*** Available data ***
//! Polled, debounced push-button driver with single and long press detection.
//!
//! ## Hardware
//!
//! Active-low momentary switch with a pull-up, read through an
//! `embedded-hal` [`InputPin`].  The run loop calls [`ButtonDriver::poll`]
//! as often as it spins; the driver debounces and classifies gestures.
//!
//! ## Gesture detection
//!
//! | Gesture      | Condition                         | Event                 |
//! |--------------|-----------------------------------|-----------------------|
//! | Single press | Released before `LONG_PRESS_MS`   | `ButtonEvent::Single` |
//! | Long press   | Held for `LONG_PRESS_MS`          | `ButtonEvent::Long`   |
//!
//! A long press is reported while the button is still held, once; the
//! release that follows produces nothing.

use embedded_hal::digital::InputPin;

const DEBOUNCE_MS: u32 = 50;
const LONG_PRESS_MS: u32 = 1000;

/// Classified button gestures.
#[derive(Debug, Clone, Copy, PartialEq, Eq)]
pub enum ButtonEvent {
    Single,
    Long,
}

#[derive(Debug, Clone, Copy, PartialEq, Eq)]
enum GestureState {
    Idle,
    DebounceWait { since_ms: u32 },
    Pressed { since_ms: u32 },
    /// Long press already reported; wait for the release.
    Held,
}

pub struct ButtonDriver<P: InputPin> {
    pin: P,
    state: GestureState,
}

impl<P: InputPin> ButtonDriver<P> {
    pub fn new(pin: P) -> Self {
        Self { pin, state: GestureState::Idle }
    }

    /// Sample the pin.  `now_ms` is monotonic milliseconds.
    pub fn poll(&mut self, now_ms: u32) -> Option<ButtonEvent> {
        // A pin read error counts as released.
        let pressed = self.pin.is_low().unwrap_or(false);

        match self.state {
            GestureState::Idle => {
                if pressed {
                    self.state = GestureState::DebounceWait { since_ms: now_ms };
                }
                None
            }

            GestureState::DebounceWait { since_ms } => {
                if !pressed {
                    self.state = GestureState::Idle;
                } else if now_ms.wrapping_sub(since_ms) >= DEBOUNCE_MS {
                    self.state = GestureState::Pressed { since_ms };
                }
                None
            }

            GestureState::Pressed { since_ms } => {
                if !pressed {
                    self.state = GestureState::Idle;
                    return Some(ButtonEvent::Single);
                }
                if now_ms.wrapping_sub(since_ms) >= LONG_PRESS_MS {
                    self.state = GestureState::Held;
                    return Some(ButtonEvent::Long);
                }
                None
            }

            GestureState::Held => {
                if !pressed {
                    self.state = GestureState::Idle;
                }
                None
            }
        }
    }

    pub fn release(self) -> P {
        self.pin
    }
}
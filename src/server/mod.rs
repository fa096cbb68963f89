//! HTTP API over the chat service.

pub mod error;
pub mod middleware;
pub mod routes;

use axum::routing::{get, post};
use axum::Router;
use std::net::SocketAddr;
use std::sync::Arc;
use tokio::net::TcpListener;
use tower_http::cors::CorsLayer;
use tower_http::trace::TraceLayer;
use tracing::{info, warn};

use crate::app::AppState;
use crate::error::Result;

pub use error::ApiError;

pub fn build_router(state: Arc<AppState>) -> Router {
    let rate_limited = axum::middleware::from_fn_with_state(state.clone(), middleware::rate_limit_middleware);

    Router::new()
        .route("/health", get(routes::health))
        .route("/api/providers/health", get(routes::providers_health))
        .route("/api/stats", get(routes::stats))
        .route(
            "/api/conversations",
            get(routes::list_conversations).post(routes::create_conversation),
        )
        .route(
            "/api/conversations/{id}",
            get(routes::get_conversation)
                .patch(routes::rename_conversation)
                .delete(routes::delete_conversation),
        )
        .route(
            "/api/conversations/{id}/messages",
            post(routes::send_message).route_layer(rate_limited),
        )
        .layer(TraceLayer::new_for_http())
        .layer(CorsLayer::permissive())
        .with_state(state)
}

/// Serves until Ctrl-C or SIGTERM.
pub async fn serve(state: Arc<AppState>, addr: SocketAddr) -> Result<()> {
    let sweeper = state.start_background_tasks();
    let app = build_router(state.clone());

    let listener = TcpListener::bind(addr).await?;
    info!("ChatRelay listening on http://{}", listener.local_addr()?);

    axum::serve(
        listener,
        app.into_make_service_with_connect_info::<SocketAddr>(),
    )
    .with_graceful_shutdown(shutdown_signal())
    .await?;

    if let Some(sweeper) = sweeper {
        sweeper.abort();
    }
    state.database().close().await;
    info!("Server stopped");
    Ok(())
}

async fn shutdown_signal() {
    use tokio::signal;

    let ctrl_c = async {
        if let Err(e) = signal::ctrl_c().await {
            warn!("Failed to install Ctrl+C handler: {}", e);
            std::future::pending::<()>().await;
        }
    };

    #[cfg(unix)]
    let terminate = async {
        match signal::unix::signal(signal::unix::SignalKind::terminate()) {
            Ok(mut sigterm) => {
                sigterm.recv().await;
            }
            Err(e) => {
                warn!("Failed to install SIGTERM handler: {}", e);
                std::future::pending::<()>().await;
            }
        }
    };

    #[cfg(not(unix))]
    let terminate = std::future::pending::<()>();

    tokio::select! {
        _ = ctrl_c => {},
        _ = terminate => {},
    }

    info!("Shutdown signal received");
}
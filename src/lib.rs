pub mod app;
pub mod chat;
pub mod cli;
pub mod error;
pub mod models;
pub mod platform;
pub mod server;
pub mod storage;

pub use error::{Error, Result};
*** End of Available data ***
(Try it) Reproduce the records above exactly.

(Problem solution)
//! Polled, debounced push-button driver with single and long press detection.
//!
//! ## Hardware
//!
//! Active-low momentary switch with a pull-up, read through an
//! `embedded-hal` [`InputPin`].  The run loop calls [`ButtonDriver::poll`]
//! as often as it spins; the driver debounces and classifies gestures.
//!
//! ## Gesture detection
//!
//! | Gesture      | Condition                         | Event                 |
//! |--------------|-----------------------------------|-----------------------|
//! | Single press | Released before `LONG_PRESS_MS`   | `ButtonEvent::Single` |
//! | Long press   | Held for `LONG_PRESS_MS`          | `ButtonEvent::Long`   |
//!
//! A long press is reported while the button is still held, once; the
//! release that follows produces nothing.

use embedded_hal::digital::InputPin;

const DEBOUNCE_MS: u32 = 50;
const LONG_PRESS_MS: u32 = 1000;

/// Classified button gestures.
#[derive(Debug, Clone, Copy, PartialEq, Eq)]
pub enum ButtonEvent {
    Single,
    Long,
}

#[derive(Debug, Clone, Copy, PartialEq, Eq)]
enum GestureState {
    Idle,
    DebounceWait { since_ms: u32 },
    Pressed { since_ms: u32 },
    /// Long press already reported; wait for the release.
    Held,
}

pub struct ButtonDriver<P: InputPin> {
    pin: P,
    state: GestureState,
}

impl<P: InputPin> ButtonDriver<P> {
    pub fn new(pin: P) -> Self {
        Self { pin, state: GestureState::Idle }
    }

    /// Sample the pin.  `now_ms` is monotonic milliseconds.
    pub fn poll(&mut self, now_ms: u32) -> Option<ButtonEvent> {
        // A pin read error counts as released.
        let pressed = self.pin.is_low().unwrap_or(false);

        match self.state {
            GestureState::Idle => {
                if pressed {
                    self.state = GestureState::DebounceWait { since_ms: now_ms };
                }
                None
            }

            GestureState::DebounceWait { since_ms } => {
                if !pressed {
                    self.state = GestureState::Idle;
                } else if now_ms.wrapping_sub(since_ms) >= DEBOUNCE_MS {
                    self.state = GestureState::Pressed { since_ms };
                }
                None
            }

            GestureState::Pressed { since_ms } => {
                if !pressed {
                    self.state = GestureState::Idle;
                    return Some(ButtonEvent::Single);
                }
                if now_ms.wrapping_sub(since_ms) >= LONG_PRESS_MS {
                    self.state = GestureState::Held;
                    return Some(ButtonEvent::Long);
                }
                None
            }

            GestureState::Held => {
                if !pressed {
                    self.state = GestureState::Idle;
                }
                None
            }
        }
    }

    pub fn release(self) -> P {
        self.pin
    }
}
filename src/server/mod.rs
repository fa096cbb68963f89
//! HTTP API over the chat service.

pub mod error;
pub mod middleware;
pub mod routes;

use axum::routing::{get, post};
use axum::Router;
use std::net::SocketAddr;
use std::sync::Arc;
use tokio::net::TcpListener;
use tower_http::cors::CorsLayer;
use tower_http::trace::TraceLayer;
use tracing::{info, warn};

use crate::app::AppState;
use crate::error::Result;

pub use error::ApiError;

pub fn build_router(state: Arc<AppState>) -> Router {
    let rate_limited = axum::middleware::from_fn_with_state(state.clone(), middleware::rate_limit_middleware);

    Router::new()
        .route("/health", get(routes::health))
        .route("/api/providers/health", get(routes::providers_health))
        .route("/api/stats", get(routes::stats))
        .route(
            "/api/conversations",
            get(routes::list_conversations).post(routes::create_conversation),
        )
        .route(
            "/api/conversations/{id}",
            get(routes::get_conversation)
                .patch(routes::rename_conversation)
                .delete(routes::delete_conversation),
        )
        .route(
            "/api/conversations/{id}/messages",
            post(routes::send_message).route_layer(rate_limited),
        )
        .layer(TraceLayer::new_for_http())
        .layer(CorsLayer::permissive())
        .with_state(state)
}

/// Serves until Ctrl-C or SIGTERM.
pub async fn serve(state: Arc<AppState>, addr: SocketAddr) -> Result<()> {
    let sweeper = state.start_background_tasks();
    let app = build_router(state.clone());

    let listener = TcpListener::bind(addr).await?;
    info!("ChatRelay listening on http://{}", listener.local_addr()?);

    axum::serve(
        listener,
        app.into_make_service_with_connect_info::<SocketAddr>(),
    )
    .with_graceful_shutdown(shutdown_signal())
    .await?;

    if let Some(sweeper) = sweeper {
        sweeper.abort();
    }
    state.database().close().await;
    info!("Server stopped");
    Ok(())
}

async fn shutdown_signal() {
    use tokio::signal;

    let ctrl_c = async {
        if let Err(e) = signal::ctrl_c().await {
            warn!("Failed to install Ctrl+C handler: {}", e);
            std::future::pending::<()>().await;
        }
    };

    #[cfg(unix)]
    let terminate = async {
        match signal::unix::signal(signal::unix::SignalKind::terminate()) {
            Ok(mut sigterm) => {
                sigterm.recv().await;
            }
            Err(e) => {
                warn!("Failed to install SIGTERM handler: {}", e);
                std::future::pending::<()>().await;
            }
        }
    };

    #[cfg(not(unix))]
    let terminate = std::future::pending::<()>();

    tokio::select! {
        _ = ctrl_c => {},
        _ = terminate => {},
    }

    info!("Shutdown signal received");
}
filename src/lib.rs
pub mod app;
pub mod chat;
pub mod cli;
pub mod error;
pub mod models;
pub mod platform;
pub mod server;
pub mod storage;

pub use error::{Error, Result};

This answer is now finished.